Eğitim hayatı boyunca birçok öğretmen tanıdıklarını, fakat Mehmet Akif İnan’ın gönüllerindeki yerinin farklı olduğunu vurgulayan Emekli Memur-Sen Manisa İl Temsilcisi Hüseyin Kaşıkçı, “Nice hocalar dersimize girdi. Şüphesiz hepsinin üzerimizde hakkı var. Ama Mehmet Akif İnan Hocamızın gönlümüzde kurduğu, ana kucağı gibi sıcacık, apayrı bir yeri var. O bizim hocamızdı, birçoklarının da Akif ağabeyiydi. Onun Anadolu kadar şefkatli ve büyük yüreğinde hepimize yetecek kadar yer vardı. Öğretmenliğin, kal işi değil, hal işi olduğunu öğretmen olunca öğrendim. Gerçek öğretmenliğin bir gönül işi, gerçek öğretmenlerin öğrencilerine hayat sunan bir sevgi pınarı olduğunu insan öğretmeye başlayınca anlıyor. Başarısız öğrenci değil başarısız öğretmenin olduğunu Mehmet Akif İnan hocamızı tanıyınca fark ettim. Onun için öğrencileri ile aile fertleri arasında hiçbir fark yoktu. Tüm gayretini ve imkanlarını bizleri iyi birer insan olarak yetiştirmek için harcardı.” dedi.
“Akif İnan cesur, öngörülü bir mütefekkirdir”
Akif İnan’ın, yazarlığı, hatipliği, öğretmenliği, köklü tarihi, fikri, sanatsal kavrayışı, yabancılaşmayla ve vesayet düzeniyle hesaplaşması, eylemci yönü, son olarak da bütün bunları mezcettiği sendikal faaliyetiyle sorumlu, sahici bir münevver olduğuna dikkat çeken Eğitim-Bir-Sen Eski Genel Başkan Yardımcısı Eyüp Çetinkaya ise, “Gündelik, aktüel meselelere takılmamış, uzak hedefler edinmiş, hedeflerine giden yolda son derece fedakar, cesur çalışmıştır. ‘Biz her zaman hakkımızı kendi başımıza tahsil edebilecek kudrette bulunmaya mecburuz.’ diyerek, mücadeleci kişiliğinin işaretini vermiştir.
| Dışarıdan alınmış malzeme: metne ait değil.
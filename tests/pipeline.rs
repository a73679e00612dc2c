use chrono::{NaiveDate, Weekday};

use covid_rates::{
	extract_observations, first_wave_cutoff, load_csv, load_json, rank_early_impact, rate_pivot,
	read_tidy_path, regroup_into_bands, render_svg, resample_weekly, sum_by_key, to_calendar,
	write_tidy_path, Calendar, Chart, Cleaner, ColumnKind, Combine, DateFormat, JsonSchema, Layer,
	AgeBand, Normaliser, Observation, ObservationColumns, PopulationLookup, Schema, Stage, PERCENT,
};


static DEATHS: &'static str = "\
Week ending,Sex,Region,Deaths
03/04/2020,Persons,North,20
03/04/2020,Males,North,12
03/04/2020,Persons,South,30
10/04/2020,Persons,North,10
10/04/2020,Persons,South,-1
10/04/2020,Persons,East,5
03/07/2020,Persons,North,1000
";

static POPULATION: &'static str = "\
Region,Population
North,200000
South,100000
East,0
";

fn d(y: i32, m: u32, day: u32) -> NaiveDate {
	NaiveDate::from_ymd_opt(y, m, day).unwrap()
}

fn regional_rates() -> Vec<covid_rates::NormalisedObservation> {
	let schema = Schema::new()
		.date("Week ending", DateFormat::DayMonthYear)
		.text("Sex")
		.text("Region")
		.number("Deaths");
	let deaths = load_csv(DEATHS.as_bytes(), &schema).unwrap();
	let deaths = Cleaner::new()
		.equals("Sex", "Persons")
		.flag_negative("Deaths")
		.apply(deaths)
		.unwrap();
	let obs = sum_by_key(extract_observations(
		&deaths,
		&ObservationColumns::new("Region", "Week ending", "Deaths"),
	).unwrap());

	let population = load_csv(POPULATION.as_bytes(), &Schema::new().text("Region").number("Population")).unwrap();
	let population = PopulationLookup::from_table(&population, "Region", "Population").unwrap();
	Normaliser::per_100k(&population).normalise(obs)
}

#[test]
fn regional_pipeline_ranks_and_renders() {
	let rates = regional_rates();
	assert_eq!(rates.len(), 6);

	let north_first = rates.iter().find(|r| &r.group[..] == "North" && r.date == d(2020, 4, 3)).unwrap();
	assert_eq!(north_first.value, Some(20.));
	assert_eq!(north_first.rate, Some(10.));
	let south_first = rates.iter().find(|r| &r.group[..] == "South" && r.date == d(2020, 4, 3)).unwrap();
	assert!((south_first.rate.unwrap() - 30.).abs() < 1e-9);
	let south_second = rates.iter().find(|r| &r.group[..] == "South" && r.date == d(2020, 4, 10)).unwrap();
	assert_eq!(south_second.value, None);
	assert_eq!(south_second.rate, None);
	let east = rates.iter().find(|r| &r.group[..] == "East").unwrap();
	assert_eq!(east.population, Some(0.));
	assert_eq!(east.rate, None);

	let ranking = rank_early_impact(&rates, first_wave_cutoff());
	assert_eq!(ranking.get("North").unwrap().mean_early_rate, Some(7.5));
	assert_eq!(ranking.rank_of("North"), Some(1));
	assert_eq!(ranking.rank_of("South"), Some(2));
	assert_eq!(ranking.rank_of("East"), Some(3));

	let dir = tempfile::tempdir().unwrap();
	let out = dir.path().join("regions.svg");
	let chart = Chart::new("Weekly deaths per 100,000 by region")
		.x_label("Week ending")
		.y_label("Region")
		.with_layer(Layer::Tiles(rate_pivot(&rates)))
		.with_category_order(&ranking.category_order())
		.with_marker(first_wave_cutoff(), "end of first wave");
	render_svg(&chart, &out).unwrap();
	assert!(std::fs::metadata(&out).unwrap().len() > 0);
}

#[test]
fn tidy_table_carries_ranking_to_a_later_run() {
	let rates = regional_rates();
	let dir = tempfile::tempdir().unwrap();
	let tidy = dir.path().join("tables").join("regions.csv.gz");
	write_tidy_path(&rates, &tidy).unwrap();

	let restored = read_tidy_path(&tidy).unwrap();
	assert_eq!(restored, rates);
	assert_eq!(
		rank_early_impact(&restored, first_wave_cutoff()),
		rank_early_impact(&rates, first_wave_cutoff()),
	);
}

#[test]
fn missing_column_names_stage_and_column() {
	let schema = Schema::new()
		.date("Week ending", DateFormat::DayMonthYear)
		.text("Area")
		.number("Deaths");
	let err = load_csv(DEATHS.as_bytes(), &schema).unwrap_err();
	assert_eq!(err.stage(), Stage::Loader);
	assert!(err.to_string().contains("Area"));
}

#[test]
fn json_payload_resamples_cumulative_doses() {
	let payload = r#"{"body": [
		{"date": 1617235200000, "age": "18_24", "metric": {"cumPeopleVaccinatedFirstDose": 50}},
		{"date": 1617408000000, "age": "18_24", "metric": {"cumPeopleVaccinatedFirstDose": 100}},
		{"date": 1617408000000, "age": "25_29", "metric": {}}
	]}"#;
	let schema = JsonSchema::new(
		"/body",
		Schema::new()
			.date("date", DateFormat::EpochMillis)
			.text("age")
			.column_from("first doses", "/metric/cumPeopleVaccinatedFirstDose", ColumnKind::Number),
	);
	let doses = load_json(payload.as_bytes(), &schema).unwrap();
	let doses = Cleaner::new().apply(doses).unwrap();
	let obs = extract_observations(&doses, &ObservationColumns::new("age", "date", "first doses")).unwrap();
	let obs = regroup_into_bands(obs, &[AgeBand::new(18, Some(24)), AgeBand::new(25, Some(29))]);
	let obs = resample_weekly(obs, Weekday::Sun, Combine::Last);

	let population = PopulationLookup::from_pairs(vec![
		("18-24".into(), Some(1000.)),
		("25-29".into(), Some(2000.)),
	]);
	let uptake = Normaliser::per_population(&population, PERCENT).normalise(obs);
	assert_eq!(uptake.len(), 2);
	assert_eq!(&uptake[0].group[..], "18-24");
	assert_eq!(uptake[0].date, d(2021, 4, 4));
	assert_eq!(uptake[0].value, Some(100.));
	assert_eq!(uptake[0].rate, Some(10.));
	assert_eq!(&uptake[1].group[..], "25-29");
	assert_eq!(uptake[1].rate, None);

	let dir = tempfile::tempdir().unwrap();
	let chart = Chart::new("First dose uptake")
		.with_layer(Layer::Lines(rate_pivot(&uptake)));
	render_svg(&chart, dir.path().join("uptake.svg")).unwrap();
}

#[test]
fn fine_death_labels_meet_coarse_pyramid_bands() {
	let deaths = "\
Week ending,Age group,Deaths
2020-04-03,Under 1 year,1
2020-04-03,1-4,2
2020-04-03,5-9,3
2020-04-03,85-89,40
2020-04-03,90+,60
";
	let pyramid = "\
Age,Population
0,1000
1,1000
2,1000
3,1000
4,1000
5,1000
6,1000
7,1000
8,1000
9,1000
85,500
86,500
87,500
88,500
89,500
90+,7500
";
	let bands = [AgeBand::new(0, Some(0)), AgeBand::new(1, Some(9)), AgeBand::new(85, None)];
	let schema = Schema::new()
		.date("Week ending", DateFormat::Auto)
		.text("Age group")
		.number("Deaths");
	let deaths = load_csv(deaths.as_bytes(), &schema).unwrap();
	let obs = extract_observations(&deaths, &ObservationColumns::new("Age group", "Week ending", "Deaths")).unwrap();
	let obs = regroup_into_bands(obs, &bands);

	let pyramid = load_csv(pyramid.as_bytes(), &Schema::new().text("Age").number("Population")).unwrap();
	let population = PopulationLookup::from_pyramid(&pyramid, "Age", "Population", &bands).unwrap();
	let rates = Normaliser::per_100k(&population).normalise(obs);

	assert_eq!(rates.len(), 3);
	for r in rates.iter() {
		assert!(r.rate.is_some(), "{} has no rate", r.group);
	}
	let oldest = rates.iter().find(|r| &r.group[..] == "85+").unwrap();
	assert_eq!(oldest.value, Some(100.));
	assert_eq!(oldest.rate, Some(1000.));
}

#[test]
fn admissions_share_the_deaths_week_axis() {
	let dir = tempfile::tempdir().unwrap();
	let tidy = dir.path().join("regions.csv");
	write_tidy_path(&regional_rates(), &tidy).unwrap();
	let reference = read_tidy_path(&tidy).unwrap();

	// daily admissions from Monday 30 March to Monday 20 July
	let mut daily = Vec::new();
	let mut day = d(2020, 3, 30);
	while day <= d(2020, 7, 20) {
		daily.push(Observation::new("North", day, Some(1.)));
		day = day.succ_opt().unwrap();
	}
	let weekly = resample_weekly(daily, Weekday::Fri, Combine::Sum);
	assert_eq!(weekly.first().unwrap().date, d(2020, 4, 3));
	assert_eq!(weekly.last().unwrap().date, d(2020, 7, 24));

	let calendar = Calendar::spanning(reference.iter().map(|r| r.date), 7).unwrap();
	let aligned = to_calendar(weekly, &calendar);
	assert_eq!(aligned.first().unwrap().date, d(2020, 4, 3));
	assert_eq!(aligned.last().unwrap().date, d(2020, 7, 3));
	assert_eq!(aligned.len(), 14);
	assert!(aligned.iter().all(|o| calendar.index_of(o.date).is_some()));
}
Sendikal alanda emek ve özgürlük mücadelesini, kültürümüzle ve medeniyet değerlerimizle uyumlu bir amaç ve içerikle başarmak da onun ileri hedeflere odaklanan programı içinde olmuştur. Kamu görevlilerinin örgütlenmesini sağlayacak yasal bir düzenlemenin olmaması, Türkiye’nin içinde bulunduğu siyasi buhranlar sendikal örgütlenmeyi zorlaştırmakta, neredeyse imkansız kılmaktadır. Bu şartlarda sendikal yolculuğa çıkmak bir şair ve yazar için büyük bir adım, zor bir karardır. Akif İnan, zor kararı alacak kadar cesur, o gün küçük görünen devasa adımı atacak kadar da öngörülü bir mütefekkir.” şeklinde konuştu.
Program katılımcılara hediye takdimiyle sona erdi.